Tym samym to już niestety była moja ostatnia przejażdżka po Wachau, bardzo szkoda, że nie miałem swojego roweru, wiadomo, że wypożyczony to nie to samo, jeszcze miejski w dodatku, ale i tak się cieszę, że udało się troche pojeździć, bo tereny są naprawdę przepięknie, a przejechane rowerem to zawsze coś innego niż samochodem.
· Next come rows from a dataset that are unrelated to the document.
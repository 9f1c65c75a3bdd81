//! # Windows security descriptor (SDDL) model for Rust
//!
//! Building blocks to read, edit, merge and re-apply discretionary and
//! system access-control lists of filesystem objects. The crate provides:
//! - [`SecurityDescriptor`]: the editable in-memory model, made of owner,
//!   group and two identity-keyed collections of access-control entries.
//! - [`AceToken`] / [`AceType`]: one entry, kept as its verbatim clause plus
//!   the derived identity and type tag.
//! - [`AceBuckets`]: the identity-keyed, insertion-ordered entry collection.
//! - Canonical re-serialization ([`SecurityDescriptor::to_sddl`]): explicit
//!   deny before explicit allow before everything else, with an optional
//!   SID-validity filter ([`SecurityDescriptor::to_sddl_filtered`]).
//! - In-place merging ([`SecurityDescriptor::merge`]) with last-writer-wins
//!   semantics and no duplicated entries.
//! - A portable JSON encoding (`serde` feature, on by default).
//! - (Windows) [`ObjectSecurityProvider`] and [`LocalAccountResolver`]: the
//!   platform collaborators behind the [`SecurityProvider`] and
//!   [`IdentityResolver`] seams, plus [`apply_descriptor`] which tolerates
//!   per-entry rejection.
//!
//! ## Overview
//! - **Lenient parsing**: [`SecurityDescriptor::from_sddl`] never fails.
//!   Missing sections come back absent, malformed clauses are dropped.
//! - **Verbatim re-emission**: entries are opaque tokens; rights masks and
//!   GUIDs are never normalized, so unmodified entries round-trip byte for
//!   byte.
//! - **Order correctness**: rendering restores the precedence order any
//!   descriptor consumer requires, regardless of input order.
//!
//! ## Examples
//! ### Parse, merge with a template, re-render
//! ```rust
//! use win_security_descriptor::SecurityDescriptor;
//!
//! let mut model = SecurityDescriptor::from_sddl("O:BAD:(A;;FA;;;S-1-1-0)");
//! let template = SecurityDescriptor::from_sddl("D:(D;;FW;;;S-1-5-32-546)");
//! model.merge(template);
//! // Deny entries come first in the canonical rendering.
//! assert_eq!(
//!     model.to_sddl(),
//!     "O:BAD:(D;;FW;;;S-1-5-32-546)(A;;FA;;;S-1-1-0)",
//! );
//! ```
//!
//! ### Round-trip through the portable encoding
//! ```rust
//! # #[cfg(feature = "serde")] {
//! use win_security_descriptor::SecurityDescriptor;
//!
//! let model = SecurityDescriptor::from_sddl("O:SYD:(A;;FA;;;S-1-1-0)");
//! let json = model.to_json().unwrap();
//! assert_eq!(SecurityDescriptor::from_json(&json).unwrap(), model);
//! # }
//! ```
//!
//! ### (Windows) Apply a model to a file
//! ```no_run
//! # #[cfg(windows)]
//! # {
//! use std::path::Path;
//! use win_security_descriptor::{ObjectSecurityProvider, apply_descriptor, read_model};
//!
//! let provider = ObjectSecurityProvider;
//! let mut model = read_model(&provider, Path::new("C:\\data\\report.txt")).unwrap();
//! model.owner = Some("S-1-5-32-544".to_owned());
//! apply_descriptor(&provider, Path::new("C:\\data\\report.txt"), &model).unwrap();
//! # }
//! ```

#![warn(missing_docs)]
#![cfg_attr(docsrs, feature(doc_auto_cfg, doc_cfg))]

mod ace;
mod ace_type;
mod buckets;
mod descriptor;
mod provider;
mod render;
mod resolver;
#[cfg(feature = "serde")]
mod serde_impl;

pub use ace::AceToken;
pub use ace_type::AceType;
pub use buckets::AceBuckets;
pub use descriptor::SecurityDescriptor;
pub use provider::{ApplyError, ApplyFailure, ProviderError, SecurityProvider};
pub use provider::{apply_descriptor, read_model};
pub use resolver::{IdentityResolver, ResolveError, is_valid_identity};
#[cfg(feature = "serde")]
pub use serde_impl::EncodingError;

#[cfg(windows)]
pub use provider::ObjectSecurityProvider;
#[cfg(windows)]
pub use resolver::LocalAccountResolver;

/// Error for a clause that cannot be read as an ACE.
///
/// Re-exported from the tokenization crate; see [`AceToken`]'s `FromStr`
/// implementation and the strict portable decoder.
pub use parsing::MalformedClause;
Następnym razem na pewno zabiorę swój rower, bo poza samym Dunajem w okolicy są też piękne trasy i pagórki do przejechania, które bardzo chciałbym w przyszłości zaliczyć.
Unterloiben skąpane wśród winnic
Zdjęcie z mostu w Melk tym razem zrobione na Dolinę Wachau
Gdzieś na ścieżce
...
Po drodze przy ścieżce czekają na nas m.in miejscowe specjały, wystarczy wrzucić pieniądze i zabrać kupioną rzecz, oczywiście nikt tego nie pilnuje, po prostu wrzucamy kase i zabieramy to co kupiliśmy - nie do pomyślenia w Polsce niestety
Dżemy z moreli, jabłka, śliwki, sok jabłkowy...
Takie szosy - następnym razem pokonam je swoim rowerem
Wachau
- DST 10.30km
- VMAX 32.40km/h
- Temperatura 20.0°C
- Aktywność Jazda na rowerze
Krems an der Donau
Sobota, 16 sierpnia 2014 · dodano: 22.08.2014 | Komentarze 0
Kolejny dzień to już przejażdżka do miejscowości Krems an der Donau i z powrotem. Celem było raczej samo zwiedzanie miasta i zakupy niż sama przejażdżka, ale kilka km też wyszło.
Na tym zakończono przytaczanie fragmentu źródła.